• Collected data:
####################

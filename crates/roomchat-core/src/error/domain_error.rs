//! Domain errors - error types for the domain layer

use thiserror::Error;

use crate::value_objects::Snowflake;

/// Domain layer errors
#[derive(Debug, Error)]
pub enum DomainError {
    // =========================================================================
    // Not Found Errors
    // =========================================================================
    #[error("Identity not found: {0}")]
    IdentityNotFound(Snowflake),

    #[error("Room not found: {0}")]
    RoomNotFound(String),

    // =========================================================================
    // Validation Errors
    // =========================================================================
    #[error("Validation error: {0}")]
    ValidationError(String),

    #[error("Invalid room name: {0}")]
    InvalidRoomName(String),

    #[error("Message body is empty")]
    EmptyMessage,

    #[error("Message too long: max {max} characters")]
    MessageTooLong { max: usize },

    #[error("The room creator cannot be removed")]
    CannotRemoveCreator,

    #[error("Identity {0} is not a participant of this room")]
    TargetNotParticipant(Snowflake),

    // =========================================================================
    // Authorization Errors
    // =========================================================================
    #[error("Passkey is required")]
    PasskeyRequired,

    #[error("Invalid passkey")]
    InvalidPasskey,

    #[error("Only the room creator can do this")]
    NotRoomCreator,

    #[error("Not a participant of this room")]
    NotParticipant,

    // =========================================================================
    // Conflict Errors
    // =========================================================================
    #[error("Room name already taken: {0}")]
    RoomNameTaken(String),

    // =========================================================================
    // Infrastructure Errors (wrapped)
    // =========================================================================
    #[error("Database error: {0}")]
    DatabaseError(String),

    #[error("Cache error: {0}")]
    CacheError(String),

    #[error("Internal error: {0}")]
    InternalError(String),
}

impl DomainError {
    /// Get an error code string for API responses
    pub fn code(&self) -> &'static str {
        match self {
            Self::IdentityNotFound(_) => "UNKNOWN_IDENTITY",
            Self::RoomNotFound(_) => "UNKNOWN_ROOM",

            Self::ValidationError(_) => "VALIDATION_ERROR",
            Self::InvalidRoomName(_) => "INVALID_ROOM_NAME",
            Self::EmptyMessage => "EMPTY_MESSAGE",
            Self::MessageTooLong { .. } => "MESSAGE_TOO_LONG",
            Self::CannotRemoveCreator => "CANNOT_REMOVE_CREATOR",
            Self::TargetNotParticipant(_) => "NOT_A_PARTICIPANT",

            Self::PasskeyRequired => "PASSKEY_REQUIRED",
            Self::InvalidPasskey => "INVALID_PASSKEY",
            Self::NotRoomCreator => "NOT_ROOM_CREATOR",
            Self::NotParticipant => "FORBIDDEN",

            Self::RoomNameTaken(_) => "ROOM_NAME_TAKEN",

            Self::DatabaseError(_) => "DATABASE_ERROR",
            Self::CacheError(_) => "CACHE_ERROR",
            Self::InternalError(_) => "INTERNAL_ERROR",
        }
    }

    /// Check if this is a "not found" error
    pub fn is_not_found(&self) -> bool {
        matches!(self, Self::IdentityNotFound(_) | Self::RoomNotFound(_))
    }

    /// Check if this is a validation error
    pub fn is_validation(&self) -> bool {
        matches!(
            self,
            Self::ValidationError(_)
                | Self::InvalidRoomName(_)
                | Self::EmptyMessage
                | Self::MessageTooLong { .. }
                | Self::CannotRemoveCreator
                | Self::TargetNotParticipant(_)
        )
    }

    /// Check if this is an authorization error
    pub fn is_authorization(&self) -> bool {
        matches!(
            self,
            Self::PasskeyRequired | Self::InvalidPasskey | Self::NotRoomCreator | Self::NotParticipant
        )
    }

    /// Check if this is a conflict error
    pub fn is_conflict(&self) -> bool {
        matches!(self, Self::RoomNameTaken(_))
    }
}
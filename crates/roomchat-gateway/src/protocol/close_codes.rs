//! WebSocket close codes

use serde::{Deserialize, Serialize};

/// Close codes a chat session sends when it ends the connection
#[derive(Debug, Clone, Copy, PartialEq, Eq, Hash, Serialize, Deserialize)]
#[repr(u16)]
pub enum CloseCode {
    /// Server shutting down
    Normal = 1000,
    /// Directory or persistence failure while joining
    InternalError = 1011,
    /// No valid token was presented at handshake
    AuthenticationRequired = 4001,
    /// Requester may not enter this room
    Forbidden = 4003,
    /// Room does not exist or the name is invalid
    RoomNotFound = 4004,
    /// No inbound frame within the idle window
    IdleTimeout = 4008,
}

impl CloseCode {
    /// Create a `CloseCode` from a raw u16 value
    #[must_use]
    pub fn from_u16(value: u16) -> Option<Self> {
        match value {
            1000 => Some(Self::Normal),
            1011 => Some(Self::InternalError),
            4001 => Some(Self::AuthenticationRequired),
            4003 => Some(Self::Forbidden),
            4004 => Some(Self::RoomNotFound),
            4008 => Some(Self::IdleTimeout),
            _ => None,
        }
    }

    /// Get the raw u16 value
    #[must_use]
    pub const fn as_u16(self) -> u16 {
        self as u16
    }

    /// Check if the client should attempt to reconnect after this close code
    #[must_use]
    pub const fn should_reconnect(self) -> bool {
        matches!(self, Self::Normal | Self::InternalError | Self::IdleTimeout)
    }

    /// Get the description for this close code
    #[must_use]
    pub const fn description(self) -> &'static str {
        match self {
            Self::Normal => "Server shutting down",
            Self::InternalError => "Internal error",
            Self::AuthenticationRequired => "Authentication required",
            Self::Forbidden => "Forbidden",
            Self::RoomNotFound => "Room not found",
            Self::IdleTimeout => "Idle timeout",
        }
    }

    /// Get the name of this close code
    #[must_use]
    pub const fn name(self) -> &'static str {
        match self {
            Self::Normal => "Normal",
            Self::InternalError => "InternalError",
            Self::AuthenticationRequired => "AuthenticationRequired",
            Self::Forbidden => "Forbidden",
            Self::RoomNotFound => "RoomNotFound",
            Self::IdleTimeout => "IdleTimeout",
        }
    }
}

impl std::fmt::Display for CloseCode {
    fn fmt(&self, f: &mut std::fmt::Formatter<'_>) -> std::fmt::Result {
        write!(f, "{} ({}): {}", self.name(), self.as_u16(), self.description())
    }
}

impl From<CloseCode> for u16 {
    fn from(code: CloseCode) -> Self {
        code.as_u16()
    }
}
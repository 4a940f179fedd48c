//! Application state
//!
//! Holds the shared service context, the configuration, and the database
//! pool used by the readiness probe.

use std::sync::Arc;

use roomchat_common::{AppConfig, JwtService};
use roomchat_db::PgPool;
use roomchat_service::ServiceContext;

/// Application state shared across all handlers
#[derive(Clone)]
pub struct AppState {
    service_context: Arc<ServiceContext>,
    config: Arc<AppConfig>,
    /// `None` with the in-memory storage backend
    db_pool: Option<PgPool>,
}

impl AppState {
    pub fn new(service_context: ServiceContext, config: AppConfig, db_pool: Option<PgPool>) -> Self {
        Self {
            service_context: Arc::new(service_context),
            config: Arc::new(config),
            db_pool,
        }
    }

    /// Get the service context
    pub fn service_context(&self) -> &Arc<ServiceContext> {
        &self.service_context
    }

    pub fn config(&self) -> &AppConfig {
        &self.config
    }

    pub fn jwt_service(&self) -> &JwtService {
        self.service_context.jwt_service()
    }

    pub fn db_pool(&self) -> Option<&PgPool> {
        self.db_pool.as_ref()
    }
}

impl std::fmt::Debug for AppState {
    fn fmt(&self, f: &mut std::fmt::Formatter<'_>) -> std::fmt::Result {
        f.debug_struct("AppState")
            .field("service_context", &self.service_context)
            .field("postgres", &self.db_pool.is_some())
            .finish_non_exhaustive()
    }
}
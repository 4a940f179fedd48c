//! # roomchat-db
//!
//! Persistence layer implementing the repository traits of `roomchat-core`.
//!
//! ## Overview
//!
//! - PostgreSQL repositories via SQLx, with migrations under `migrations/`
//! - In-memory repositories for single-process deployments and tests
//!
//! ## Usage
//!
//! ```rust,ignore
//! use roomchat_db::{create_pool, run_migrations, PgRoomRepository};
//!
//! async fn example(config: &roomchat_common::DatabaseConfig) -> anyhow::Result<()> {
//!     let pool = create_pool(config).await?;
//!     run_migrations(&pool).await?;
//!     let rooms = PgRoomRepository::new(pool);
//!     Ok(())
//! }
//! ```

pub mod mappers;
pub mod memory;
pub mod models;
pub mod pool;
pub mod repositories;

// Re-export commonly used types
pub use memory::{MemoryIdentityRepository, MemoryMessageRepository, MemoryRoomRepository};
pub use pool::{create_pool, run_migrations, PgPool, MIGRATIONS_DIR};
pub use repositories::{PgIdentityRepository, PgMessageRepository, PgRoomRepository};
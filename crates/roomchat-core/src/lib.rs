//! # roomchat-core
//!
//! Domain layer containing identities, rooms, messages, room naming rules,
//! broadcast event payloads, and the repository traits the infrastructure implements.
//! This crate has zero dependencies on infrastructure (database, web framework, etc.).

pub mod entities;
pub mod error;
pub mod events;
pub mod traits;
pub mod value_objects;

// Re-export commonly used types at crate root
pub use entities::{Identity, Message, Passkey, Role, Room, PASSKEY_LENGTH};
pub use error::DomainError;
pub use events::{iso_timestamp, MessagePayload, RoomCreatedPayload, RoomEvent};
pub use traits::{IdentityRepository, MessageRepository, RepoResult, RoomRepository};
pub use value_objects::{
    GroupKey, PrivatePair, RoomName, Snowflake, SnowflakeGenerator, SnowflakeParseError,
    MAX_ROOM_NAME_LENGTH, PRIVATE_ROOM_PREFIX,
};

####################

• EXERCISE BRIEF:
Among the entries above, which lines include "DatabaseError"? List them all.

• RESULT OF THIS TASK:
    DatabaseError(String),
            Self::DatabaseError(_) => "DATABASE_ERROR",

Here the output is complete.